Problem description
Look through the listing underneath for "impl", and copy every line that has it.

Material shown
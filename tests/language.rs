use std::fs;
use std::path::PathBuf;

use oney::{evaluate, stock_env, ExecError, Value};

fn eval(src: &str) -> Result<Value, ExecError> {
    evaluate(src, &stock_env())
}

fn eval_ok(src: &str) -> Value {
    eval(src).unwrap_or_else(|err| panic!("script failed: {}\nscript: {}", err, src))
}

fn assert_inspect(src: &str, expected: &str) {
    assert_eq!(expected, eval_ok(src).inspect(), "script: {}", src);
}

fn assert_error_contains(src: &str, needles: &[&str]) {
    match eval(src) {
        Err(err) => {
            let message = err.to_string();
            for needle in needles {
                assert!(
                    message.contains(needle),
                    "error {:?} does not mention {:?} (script: {})",
                    message,
                    needle,
                    src
                );
            }
        }
        Ok(value) => panic!("expected error from {:?}, got {:?}", src, value),
    }
}

#[test]
fn arithmetic_scenarios() {
    assert_inspect("let a = 5; a + 3;", "8");
    assert_inspect("let i = 0; while (i < 3) { i = i + 1 }; i;", "3");
    assert_inspect(r#""ab" * 3;"#, "ababab");
    assert_inspect("2 ** 10", "1024");
    assert_inspect("7 / 2", "3");
    assert_inspect("2 + 3 * 4 ** 2 / 8", "8");
}

#[test]
fn recursive_fibonacci() {
    assert_inspect(
        "const f = fn(x){ if (x<2) {x} else {f(x-1)+f(x-2)} }; f(10);",
        "55",
    );
}

#[test]
fn unbounded_integers() {
    // 2^128, far past any machine word
    assert_inspect(
        "let p = 1; let i = 0; while (i < 128) { p = p * 2; i = i + 1 }; p;",
        "340282366920938463463374607431768211456",
    );
    assert_inspect("(1 << 200) >> 200", "1");
}

#[test]
fn division_identity() {
    for (x, y) in [(17, 5), (-17, 5), (17, -5), (-17, -5), (100, 7)] {
        let src = format!("({x} / {y}) * {y} + ({x} % {y}) == {x}");
        assert_inspect(&src, "true");
    }
}

#[test]
fn push_aliases_the_array() {
    assert_inspect("let xs = [3,1,2]; push(xs, 0); len(xs);", "4");
    // Two names, one array
    assert_inspect("let a = []; let b = a; push(b, 1); push(a, 2); len(b);", "2");
}

#[test]
fn hash_dot_assignment() {
    assert_inspect(r#"let h = {"a": 1}; h.a = h.a + 41; h["a"];"#, "42");
    assert_inspect(r#"let h = {}; h.list = [1]; push(h.list, 2); len(h["list"]);"#, "2");
}

#[test]
fn constants_are_protected() {
    assert_error_contains("const x = 1; x = 2;", &["constant", "x"]);
    assert_error_contains("const x = 1; const x = 2;", &["redeclare", "x"]);
    assert_error_contains("const k = [1]; k = [2];", &["cannot assign to constant 'k'"]);
    // The container a constant names is still mutable
    assert_inspect("const k = [1]; push(k, 2); len(k);", "2");
}

#[test]
fn division_by_zero() {
    assert_error_contains("1 / 0;", &["division by zero"]);
    assert_error_contains("let a = 1; a %= 0;", &["modulus by zero"]);
}

#[test]
fn closures_capture_their_frame() {
    assert_inspect(
        "let factory = fn() { let i = 0; fn() { i = i + 1; i } };
         let a = factory(); let b = factory();
         a(); a(); a(); b();",
        "1",
    );
    assert_inspect(
        "let factory = fn() { let i = 0; fn() { i = i + 1; i } };
         let c = factory(); c(); c();",
        "2",
    );
}

#[test]
fn referential_transparency_of_pure_expressions() {
    for src in [
        "2 ** 8",
        "[1, 2] + [3]",
        r#"{"k": 1 + 1}["k"]"#,
        "!0 && true",
    ] {
        assert_eq!(
            eval_ok(src).inspect(),
            eval_ok(src).inspect(),
            "script: {}",
            src
        );
    }
}

#[test]
fn truthiness_follows_the_dialect() {
    // Zero and empty collections are truthy; only null and false are not
    assert_inspect("if (0) { 1 } else { 2 }", "1");
    assert_inspect(r#"if ("") { 1 } else { 2 }"#, "1");
    assert_inspect("if ([]) { 1 } else { 2 }", "1");
    // A missed if with no else evaluates to null, which is falsy
    assert_inspect("if (if (false) { 0 }) { 1 } else { 2 }", "2");
}

#[test]
fn elif_chains() {
    let grade = |score: i64| {
        format!(
            "let s = {score};
             if (s >= 90) {{ \"A\" }} elif (s >= 80) {{ \"B\" }} elif (s >= 70) {{ \"C\" }} else {{ \"F\" }}"
        )
    };
    assert_inspect(&grade(95), "A");
    assert_inspect(&grade(85), "B");
    assert_inspect(&grade(75), "C");
    assert_inspect(&grade(5), "F");
}

#[test]
fn for_loops_with_break_and_continue() {
    assert_inspect(
        "let sum = 0;
         for (let i = 0; i < 10; i++) {
             if (i == 7) { break }
             if (i % 2 == 1) { continue }
             sum += i;
         }
         sum;",
        "12",
    );
}

#[test]
fn builtins_through_the_language() {
    assert_inspect(r#"len("hello")"#, "5");
    assert_inspect("first([7, 8])", "7");
    assert_inspect("last([7, 8])", "8");
    assert_inspect("rest([7, 8, 9])[0]", "8");
    assert_inspect("pop([1, 2, 3])", "3");
    assert_inspect("let xs = [1, 2]; pop(xs); len(xs);", "1");
    assert_inspect("concat([1], [2], [3])[2]", "3");
    assert_inspect("len(range(0, 10))", "10");
    assert_inspect("range(3, 6)[0]", "3");
    assert_inspect(r#"split("a,b,c", ",")[1]"#, "b");
    assert_inspect(r#"sprintf("%s-%d", "x", 7)"#, "x-7");
    assert_inspect(r#"int("42") + 1"#, "43");
    assert_inspect(r#"float("2.5") * 2"#, "5.0");
    assert_inspect("str(42) + \"!\"", "42!");
    assert_inspect("type(1)", "INTEGER");
    assert_inspect("type(1.5)", "FLOAT");
    assert_inspect(r#"type("s")"#, "STRING");
    assert_inspect("type(fn() { 0 })", "FUNCTION");
    assert_inspect("type(len)", "BUILTIN");
    assert_error_contains("len(1)", &["argument to `len` not supported"]);
    assert_error_contains("len()", &["wrong number of arguments"]);
    assert_error_contains("range(5, 1)", &["start index cannot be greater"]);
    assert_error_contains(r#"int("zap")"#, &["cannot convert zap to int"]);
}

#[test]
fn builtins_can_be_shadowed() {
    assert_inspect("let len = 3; len;", "3");
}

#[test]
fn library_namespaces() {
    assert_inspect(r#"String.upper("abc")"#, "ABC");
    assert_inspect(r#"String.contains("haystack", "st")"#, "true");
    assert_inspect(r#"String.repeat("ab", 2)"#, "abab");
    assert_inspect(r#"String.split("a b", " ")[1]"#, "b");
    assert_inspect(r#"String.trim("  pad  ")"#, "pad");
    assert_inspect(r#"String.compare("a", "b")"#, "-1");
    assert_inspect(r#"Array.indexOf([5, 6], 6)"#, "1");
    assert_inspect(r#"Array.join([1, 2], "+")"#, "1+2");
    assert_inspect("Array.slice([1, 2, 3, 4], 1, 3)[0]", "2");
    assert_inspect("let xs = [2]; Array.unshift(xs, 1); xs[0];", "1");
    assert_inspect("Math.sqrt(9)", "3");
    assert_inspect("Math.floor(3.9)", "3");
    assert_inspect("Math.max(2, 7)", "7");
    // Namespaces are constants
    assert_error_contains("String = 1;", &["cannot assign to constant 'String'"]);
}

#[test]
fn string_indexing() {
    assert_inspect(r#""hello"[0]"#, "h");
    assert_inspect(r#"let s = "hi"; s[9]"#, "null");
}

#[test]
fn hash_keys_across_kinds() {
    assert_inspect(r#"{1: "int", "1": "str", true: "bool"}[1]"#, "int");
    assert_inspect(r#"{1: "int", "1": "str", true: "bool"}["1"]"#, "str");
    assert_inspect(r#"{1: "int", "1": "str", true: "bool"}[true]"#, "bool");
    assert_error_contains("{2.5: 1}", &["unusable as hash key: FLOAT"]);
}

#[test]
fn multi_dimensional_indexing() {
    assert_inspect("[[1, 2], [3, 4]][1, 1]", "4");
    assert_inspect(r#"let grid = {"row": [10, 20]}; grid["row", 1];"#, "20");
}

#[test]
fn function_values_inspect_as_source() {
    assert_inspect("fn(x) { x }", "fn(x) {\nx\n}");
    assert_inspect("len", "builtin function");
}

#[test]
fn arity_is_checked() {
    assert_error_contains(
        "let f = fn(a, b) { a + b }; f(1);",
        &["wrong number of arguments: expected 2, got 1"],
    );
    assert_error_contains(
        "let f = fn() { 0 }; f(9);",
        &["wrong number of arguments: expected 0, got 1"],
    );
}

struct TempModule {
    path: PathBuf,
    import_arg: String,
}

impl TempModule {
    fn new(stem: &str, contents: &str) -> TempModule {
        let path = std::env::temp_dir().join(format!("{}_{}.1y", stem, std::process::id()));
        fs::write(&path, contents).expect("write module");
        let import_arg = path
            .to_str()
            .expect("temp path is utf-8")
            .trim_end_matches(".1y")
            .to_string();
        TempModule { path, import_arg }
    }
}

impl Drop for TempModule {
    fn drop(&mut self) {
        let _ = fs::remove_file(&self.path);
    }
}

#[test]
fn import_exposes_module_bindings_as_hash() {
    let module = TempModule::new(
        "oney_mod",
        "let value = 41;\nconst inc = fn(x) { x + 1 };\n",
    );
    let src = format!(
        r#"let m = import("{}"); m.inc(m.value);"#,
        module.import_arg
    );
    assert_inspect(&src, "42");

    // The `.1y` suffix may also be spelled out
    let src = format!(
        r#"let m = import("{}.1y"); m.value;"#,
        module.import_arg
    );
    assert_inspect(&src, "41");
}

#[test]
fn import_twice_yields_equal_modules() {
    let module = TempModule::new("oney_mod_twice", "let a = 1; let b = [1, 2];\n");
    let src = format!(
        r#"import("{0}") == import("{0}")"#,
        module.import_arg
    );
    assert_inspect(&src, "true");
}

#[test]
fn import_failures() {
    assert_error_contains(
        r#"import("oney_definitely_missing_module")"#,
        &["could not read file", "oney_definitely_missing_module.1y"],
    );

    let module = TempModule::new("oney_mod_broken", "let = ;\n");
    let src = format!(r#"import("{}")"#, module.import_arg);
    assert_error_contains(&src, &["parsing file", "failed"]);

    assert_error_contains("import(5)", &["import path must be a string, got INTEGER"]);
}

#[test]
fn import_runtime_errors_propagate() {
    let module = TempModule::new("oney_mod_bad_rt", "let x = 1 / 0;\n");
    let src = format!(r#"import("{}")"#, module.import_arg);
    assert_error_contains(&src, &["division by zero"]);
}

#[test]
fn parser_errors_block_evaluation() {
    match eval("let x 5;") {
        Err(ExecError::Parse(errors)) => {
            assert!(!errors.is_empty());
            assert!(errors[0].contains("expected next token to be ="));
        }
        other => panic!("expected parse errors, got {:?}", other),
    }
}

#[test]
fn logical_operators_short_circuit_across_calls() {
    assert_inspect(
        "let called = [];
         let t = fn() { push(called, 1); true };
         false && t();
         len(called);",
        "0",
    );
    assert_inspect(
        "let called = [];
         let t = fn() { push(called, 1); true };
         true || t();
         len(called);",
        "0",
    );
}

#[test]
fn returns_do_not_leak_past_the_call() {
    assert_inspect(
        "let f = fn() { let i = 0; while (true) { i = i + 1; if (i == 4) { return i } } };
         f() + 1;",
        "5",
    );
}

Solution
impl TempModule {
impl Drop for TempModule {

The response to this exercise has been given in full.